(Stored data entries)

*** Block opens ***

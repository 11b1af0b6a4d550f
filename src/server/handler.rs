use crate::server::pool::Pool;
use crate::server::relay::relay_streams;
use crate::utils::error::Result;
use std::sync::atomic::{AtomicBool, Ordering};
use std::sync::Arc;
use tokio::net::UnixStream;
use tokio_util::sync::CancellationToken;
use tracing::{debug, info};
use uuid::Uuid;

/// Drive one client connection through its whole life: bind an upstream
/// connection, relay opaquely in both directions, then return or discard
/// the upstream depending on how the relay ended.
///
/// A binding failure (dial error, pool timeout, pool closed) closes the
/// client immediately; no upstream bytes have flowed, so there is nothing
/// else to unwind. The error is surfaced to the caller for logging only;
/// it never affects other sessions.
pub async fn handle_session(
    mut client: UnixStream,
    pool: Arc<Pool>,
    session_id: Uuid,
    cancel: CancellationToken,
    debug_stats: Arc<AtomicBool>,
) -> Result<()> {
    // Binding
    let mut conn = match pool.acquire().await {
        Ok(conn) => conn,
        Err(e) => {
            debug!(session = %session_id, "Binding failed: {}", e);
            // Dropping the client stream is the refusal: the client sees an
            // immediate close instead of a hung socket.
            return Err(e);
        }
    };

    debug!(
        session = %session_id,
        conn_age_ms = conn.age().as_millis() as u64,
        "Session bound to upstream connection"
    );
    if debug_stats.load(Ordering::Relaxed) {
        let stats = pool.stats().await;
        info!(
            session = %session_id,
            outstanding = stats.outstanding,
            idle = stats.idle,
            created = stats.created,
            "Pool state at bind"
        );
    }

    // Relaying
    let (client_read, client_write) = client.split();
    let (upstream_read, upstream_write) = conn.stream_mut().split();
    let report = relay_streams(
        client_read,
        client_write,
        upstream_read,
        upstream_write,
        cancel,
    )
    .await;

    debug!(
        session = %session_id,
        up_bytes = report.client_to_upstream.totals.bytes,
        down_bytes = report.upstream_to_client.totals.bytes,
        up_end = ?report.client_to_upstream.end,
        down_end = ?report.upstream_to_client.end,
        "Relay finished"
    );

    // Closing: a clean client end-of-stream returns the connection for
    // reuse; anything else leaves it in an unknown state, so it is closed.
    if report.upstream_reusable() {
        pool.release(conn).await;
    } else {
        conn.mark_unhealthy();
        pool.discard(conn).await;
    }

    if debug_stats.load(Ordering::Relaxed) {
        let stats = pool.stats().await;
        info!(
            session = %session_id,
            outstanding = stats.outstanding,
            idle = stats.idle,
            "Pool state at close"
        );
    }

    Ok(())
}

*** Block closes ***

## Work instructions
Every line from above should appear again in the answer, exactly as written.

## Solution to this problem
repository 11b1af0b6a4d550f
filename src/server/handler.rs
use crate::server::pool::Pool;
use crate::server::relay::relay_streams;
use crate::utils::error::Result;
use std::sync::atomic::{AtomicBool, Ordering};
use std::sync::Arc;
use tokio::net::UnixStream;
use tokio_util::sync::CancellationToken;
use tracing::{debug, info};
use uuid::Uuid;

/// Drive one client connection through its whole life: bind an upstream
/// connection, relay opaquely in both directions, then return or discard
/// the upstream depending on how the relay ended.
///
/// A binding failure (dial error, pool timeout, pool closed) closes the
/// client immediately; no upstream bytes have flowed, so there is nothing
/// else to unwind. The error is surfaced to the caller for logging only;
/// it never affects other sessions.
pub async fn handle_session(
    mut client: UnixStream,
    pool: Arc<Pool>,
    session_id: Uuid,
    cancel: CancellationToken,
    debug_stats: Arc<AtomicBool>,
) -> Result<()> {
    // Binding
    let mut conn = match pool.acquire().await {
        Ok(conn) => conn,
        Err(e) => {
            debug!(session = %session_id, "Binding failed: {}", e);
            // Dropping the client stream is the refusal: the client sees an
            // immediate close instead of a hung socket.
            return Err(e);
        }
    };

    debug!(
        session = %session_id,
        conn_age_ms = conn.age().as_millis() as u64,
        "Session bound to upstream connection"
    );
    if debug_stats.load(Ordering::Relaxed) {
        let stats = pool.stats().await;
        info!(
            session = %session_id,
            outstanding = stats.outstanding,
            idle = stats.idle,
            created = stats.created,
            "Pool state at bind"
        );
    }

    // Relaying
    let (client_read, client_write) = client.split();
    let (upstream_read, upstream_write) = conn.stream_mut().split();
    let report = relay_streams(
        client_read,
        client_write,
        upstream_read,
        upstream_write,
        cancel,
    )
    .await;

    debug!(
        session = %session_id,
        up_bytes = report.client_to_upstream.totals.bytes,
        down_bytes = report.upstream_to_client.totals.bytes,
        up_end = ?report.client_to_upstream.end,
        down_end = ?report.upstream_to_client.end,
        "Relay finished"
    );

    // Closing: a clean client end-of-stream returns the connection for
    // reuse; anything else leaves it in an unknown state, so it is closed.
    if report.upstream_reusable() {
        pool.release(conn).await;
    } else {
        conn.mark_unhealthy();
        pool.discard(conn).await;
    }

    if debug_stats.load(Ordering::Relaxed) {
        let stats = pool.stats().await;
        info!(
            session = %session_id,
            outstanding = stats.outstanding,
            idle = stats.idle,
            "Pool state at close"
        );
    }

    Ok(())
}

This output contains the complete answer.